Sara Paretsky: Engel im Schacht

Die Chicagoer Privatdetektivin Vic Warshawski ist eine Ikone des modernen Kriminalromans: role model für Legionen mehr oder weniger abgekupferter Nachfolgerinnen und eher unfreiwillige Verursacherin des Modetrends „Frauen-Krimi“. All das wird man 2007 mehrfach in gesetzten Worten zu hören bekommen, denn Sara Paretsky, Warshawskis Schöpferin, wird 60.

Aber worin liegt, abseits vom Geschlechtlichen, der Reiz dieser Romane? Betrachten wir „Engel im Schacht“ von 1994, ein voluminöses Werk von knappen 540 Seiten, das jetzt seine Wiederveröffentlichung erfahren hat. Er beginnt tatsächlich wie ein „Frauenthema“: Vic entdeckt im Keller des Hochhauses, in dem sich ihr Büro befindet, die dort mit ihren drei kleinen Kindern vegetierende Tamar Hawkings, offensichtlich Opfer von häuslicher Gewalt. Vic möchte helfen, weiß aber nicht wie, dann ist die Familie untergetaucht, das Thema indes bleibt uns erhalten. Denn auch Deirdre Messinger, Frau eines Juraprofessors und das, was man eine „Charity Lady“ nennt, wird offensichtlich von ihrem Mann verprügelt, die Tochter gar, man ahnt es sogleich, auf andere Art malträtiert. Als Deirdre in Vics Büro ermordet aufgefunden wird (man hat sie totgeprügelt), kommt nur einer als Täter in Frage: Fabian, der Ehemann.

Wie sich die Detektivin nun in den Fall verbeißt, ist alles andere als souverän. Sie provoziert, irrt, handelt vorschnell und gesetzeswidrig (sehr zum Ärger von Conrad, ihrem Polizisten-Freund), bringt Menschen, die sie eigentlich liebt, in brenzlige Situationen. Sie ist also, einmal losgelassen, nicht zu bremsen, auf der Suche nach Wahrheit und Gerechtigkeit, die sie immer tiefer zu Lüge und Unrecht führen.
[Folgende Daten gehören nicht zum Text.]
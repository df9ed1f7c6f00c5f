use crate::config::RetryConfig;
use std::fmt::Display;
use std::future::Future;
use std::time::Duration;
use tokio::time::sleep;
use tracing::warn;

/// Bounded retry with exponential backoff, applied around every network call.
#[derive(Debug, Clone, Copy, PartialEq, Eq)]
pub struct RetryPolicy {
    pub max_attempts: u32,
    pub base_delay: Duration,
    pub max_delay: Duration,
}

impl Default for RetryPolicy {
    fn default() -> Self {
        Self::from(&RetryConfig::default())
    }
}

impl From<&RetryConfig> for RetryPolicy {
    fn from(cfg: &RetryConfig) -> Self {
        Self {
            max_attempts: cfg.max_attempts.max(1),
            base_delay: Duration::from_millis(cfg.base_delay_ms),
            max_delay: Duration::from_millis(cfg.max_delay_ms),
        }
    }
}

impl RetryPolicy {
    pub fn new(max_attempts: u32, base_delay: Duration, max_delay: Duration) -> Self {
        Self {
            max_attempts: max_attempts.max(1),
            base_delay,
            max_delay,
        }
    }

    /// Wait before the next attempt after `failures` failed ones, without jitter.
    pub fn backoff(&self, failures: u32) -> Duration {
        let factor = 2u32.saturating_pow(failures.saturating_sub(1));
        self.base_delay.saturating_mul(factor).min(self.max_delay)
    }

    fn jittered(&self, failures: u32) -> Duration {
        let delay = self.backoff(failures);
        let jitter = delay.mul_f64(rand::random::<f64>() * 0.1);
        (delay + jitter).min(self.max_delay)
    }
}

/// Runs `op` until it succeeds or the policy's attempts are exhausted,
/// returning the last error.
pub async fn retry<T, E, F, Fut>(policy: &RetryPolicy, label: &str, mut op: F) -> Result<T, E>
where
    F: FnMut() -> Fut,
    Fut: Future<Output = Result<T, E>>,
    E: Display,
{
    let mut failures = 0u32;
    loop {
        match op().await {
            Ok(value) => return Ok(value),
            Err(e) => {
                failures += 1;
                if failures >= policy.max_attempts {
                    return Err(e);
                }
                let delay = policy.jittered(failures);
                warn!(
                    "{} failed (attempt {}/{}): {}; retrying in {:.1}s",
                    label,
                    failures,
                    policy.max_attempts,
                    e,
                    delay.as_secs_f64()
                );
                sleep(delay).await;
            }
        }
    }
}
Denn die Geschichte entwickelt sich wie eine Welle, die im eher Privaten entsteht und allmählich ein Meer aufwühlt. Prügelnde Ehemänner werden von korrupten Politikern, Bankern und Hilfsorganisationen abgelöst, diese wiederum vom Großen=Ganzen politischer Intrige – die Iran-Contra-Affaire lässt grüßen.

540 Seiten, wie gesagt. Mit zahlreichen Nebenfiguren, jungen Hackern und ältlichen Rentnern, eifersüchtigen Fast-Schwiegermüttern und illegalen rumänischen Bauarbeitern, mittendrin Vic Warshawski, der wir beim Denken, beim Abwägen, Verwerfen, Planen zuschauen dürfen und wie sie dabei die US-amerikanische Gesellschaft im wahrsten Sinne des Wortes unterwandert, in die Abwässerkanäle vordringt, wo sich die Schwachen und Verängstigten verstecken.
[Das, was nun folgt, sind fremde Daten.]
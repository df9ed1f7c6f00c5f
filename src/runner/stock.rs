use crate::analyzer::market_indicators::MarketAnalyzer;
use crate::analyzer::{Analyzer, AnalyzerImpl};
use crate::commentary::{signal_summary, CommentaryProvider};
use crate::config::AppConfig;
use crate::fetcher::PriceHistoryProvider;
use crate::notifier::{broadcast, MessageFormat, NotificationSink};
use crate::report::{compose_tier_message, format_block, partition, InstrumentReport, Tier, BATCH_SIZE};
use crate::utils::format_date;
use chrono::NaiveDate;
use futures::future::join_all;
use std::sync::Arc;
use tracing::{info, warn};

/// What a stock-analysis run produced.
#[derive(Debug, Default)]
pub struct StockRunSummary {
    /// Escaped messages in dispatch order.
    pub messages: Vec<String>,
    pub reported: usize,
    pub skipped: Vec<String>,
}

pub struct StockRunner {
    config: Arc<AppConfig>,
    prices: Arc<dyn PriceHistoryProvider>,
    commentary: Option<Arc<dyn CommentaryProvider>>,
    sink: Option<Arc<dyn NotificationSink>>,
    analyzer: AnalyzerImpl,
}

impl StockRunner {
    pub fn new(
        config: Arc<AppConfig>,
        prices: Arc<dyn PriceHistoryProvider>,
        commentary: Option<Arc<dyn CommentaryProvider>>,
        sink: Option<Arc<dyn NotificationSink>>,
    ) -> Self {
        Self {
            config,
            prices,
            commentary,
            sink,
            analyzer: AnalyzerImpl::new(),
        }
    }

    /// One pass over the configured universe: tier by tier, batch by batch.
    pub async fn run(&self, today: NaiveDate) -> StockRunSummary {
        let universe = self.config.universe();
        info!("Running stock analysis for {} symbols", universe.len());
        if self.commentary.is_none() {
            warn!("Commentary API key not set; reports will carry metrics only");
        }

        let date_label = format_date(today);
        let mut summary = StockRunSummary::default();

        for (tier, symbols) in partition(&universe, &self.config.tiers) {
            if symbols.is_empty() {
                info!("No symbols in {}", tier);
                continue;
            }
            info!("Processing {} ({} symbols)", tier, symbols.len());

            for batch in symbols.chunks(BATCH_SIZE) {
                self.process_batch(tier, batch, &date_label, &mut summary).await;
            }
        }

        info!(
            "Stock analysis finished: {} reported, {} skipped, {} messages",
            summary.reported,
            summary.skipped.len(),
            summary.messages.len()
        );
        summary
    }

    async fn process_batch(
        &self,
        tier: Tier,
        batch: &[String],
        date_label: &str,
        summary: &mut StockRunSummary,
    ) {
        // join_all keeps input order regardless of completion order
        let results = join_all(batch.iter().map(|symbol| self.analyze_symbol(symbol))).await;

        let mut blocks = Vec::with_capacity(batch.len());
        for (symbol, result) in batch.iter().zip(results) {
            match result {
                Some(report) => blocks.push(format_block(&report)),
                None => summary.skipped.push(symbol.clone()),
            }
        }

        if blocks.is_empty() {
            warn!("No reportable symbols in {} batch {:?}", tier, batch);
            return;
        }

        summary.reported += blocks.len();
        let message = compose_tier_message(tier, date_label, &blocks);
        info!("{}", message);
        self.dispatch(&message).await;
        summary.messages.push(message);
    }

    async fn analyze_symbol(&self, symbol: &str) -> Option<InstrumentReport> {
        let data = match self.prices.fetch(symbol).await {
            Ok(data) => data,
            Err(e) => {
                warn!("Error fetching {}: {}", symbol, e);
                return None;
            }
        };

        let avg_volume = data.history.average_volume();
        let metrics = self.analyzer.calculate_metrics(&data.current, avg_volume, &data.history);
        let signals = self.analyzer.classify(&metrics);
        info!(
            "{}: price {:.2} ({:.2}%), RSI {:.2}, {}",
            symbol, metrics.price, metrics.price_change, metrics.rsi, signals.trend
        );

        let commentary = match &self.commentary {
            Some(provider) => {
                let trend = MarketAnalyzer::five_day_trend(&data.history.prices());
                let text = signal_summary(&metrics, &signals, trend);
                match provider.commentary(&metrics, &text).await {
                    Ok(answer) => Some(answer),
                    Err(e) => {
                        warn!("Error getting insights for {}: {}; reporting metrics only", symbol, e);
                        None
                    }
                }
            }
            None => None,
        };

        Some(InstrumentReport {
            metrics,
            signals,
            commentary,
        })
    }

    async fn dispatch(&self, message: &str) {
        match &self.sink {
            Some(sink) => {
                let delivered = broadcast(
                    &**sink,
                    &self.config.telegram_chat_ids,
                    message,
                    MessageFormat::MarkdownV2,
                )
                .await;
                info!(
                    "Delivered to {}/{} chats",
                    delivered,
                    self.config.telegram_chat_ids.len()
                );
            }
            None => warn!("Telegram credentials not set; message not sent"),
        }
    }
}
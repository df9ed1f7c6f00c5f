use crate::model::{FetchError, PriceHistory};
use crate::utils::DateWindow;

/// Source of a current quote plus trailing daily history for a symbol.
#[async_trait::async_trait]
pub trait PriceHistoryProvider: Send + Sync {
    async fn fetch(&self, symbol: &str) -> Result<PriceHistory, FetchError>;
}

/// Source of a single percent return for an index over a date window.
#[async_trait::async_trait]
pub trait IndexReturnProvider: Send + Sync {
    async fn fetch_return(&self, index: &str, window: &DateWindow) -> Result<f64, FetchError>;
}
// notifier/telegram/sender.rs

use crate::fetcher::retry::retry;
use crate::model::NotifyError;
use crate::notifier::MessageFormat;
use crate::notifier::telegram::TelegramNotifier;
use tracing::{info, warn};

/// Form fields for a `sendMessage` call.
pub fn message_params(chat_id: &str, text: &str, format: MessageFormat) -> Vec<(&'static str, String)> {
    let mut params = vec![("chat_id", chat_id.to_string()), ("text", text.to_string())];
    if format == MessageFormat::MarkdownV2 {
        params.push(("parse_mode", "MarkdownV2".to_string()));
    }
    params
}

/// Sends a text message to one chat via the Bot API.
pub async fn send_text(
    notifier: &TelegramNotifier,
    chat_id: &str,
    text: &str,
    format: MessageFormat,
) -> Result<(), NotifyError> {
    let url = format!("https://api.telegram.org/bot{}/sendMessage", notifier.bot_token);
    let params = message_params(chat_id, text, format);
    let (client, url, params) = (&notifier.client, url.as_str(), &params);
    let label = format!("telegram chat {}", chat_id);

    retry(&notifier.retry, &label, || async move {
        let response = client.post(url).form(params).send().await?;
        let status = response.status();
        let body = response.text().await.unwrap_or_else(|_| "unknown".into());
        if !status.is_success() {
            warn!("❌ Telegram API responded [{}]: {}", status, body);
            return Err(NotifyError::Api {
                status: status.as_u16(),
                body,
            });
        }
        info!("✅ Telegram response [{}]", status);
        Ok(())
    })
    .await
}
Es ist eine klassisch zu nennende Dramaturgie. Vic arbeitet sich durch den Dreck ihres näheren Umfelds und findet sich im Dreck der Gesellschaft wieder. Sie bedient sich aller Elemente des Genres, changiert zwischen tragikomisch und hochmoralisch, eine Psychologin, die uns im nächsten Moment die taffe Actionfrau gibt, um dann wieder in den Zustand verwirrter Grübelei zu verfallen. Ein Mensch also, eine Frau, gewiss, doch wer diese Art von Roman „Frauenkrimi“ nennt, muss schon in einer sehr scheuklapprigen Welt zu Hause sein. Vic Warshawski ist Teil einer kriminalliterarischen Entwicklung, die ihre ProtagonistInnen und die Welt, in der sie leben, untrennbar aneinander ketten. Wer studieren will, wie man das Privatleben von Held / Heldin mit „dem Fall“ effektiv verzahnt, der lese Paretsky. Hier wird „Krimi“ nicht be-, sondern genutzt.

Sara Paretsky: Engel im Schacht. 
Goldmann 2007
(Original: „Tunnel Vision“, 1994, deutsch von Sonja Hauser).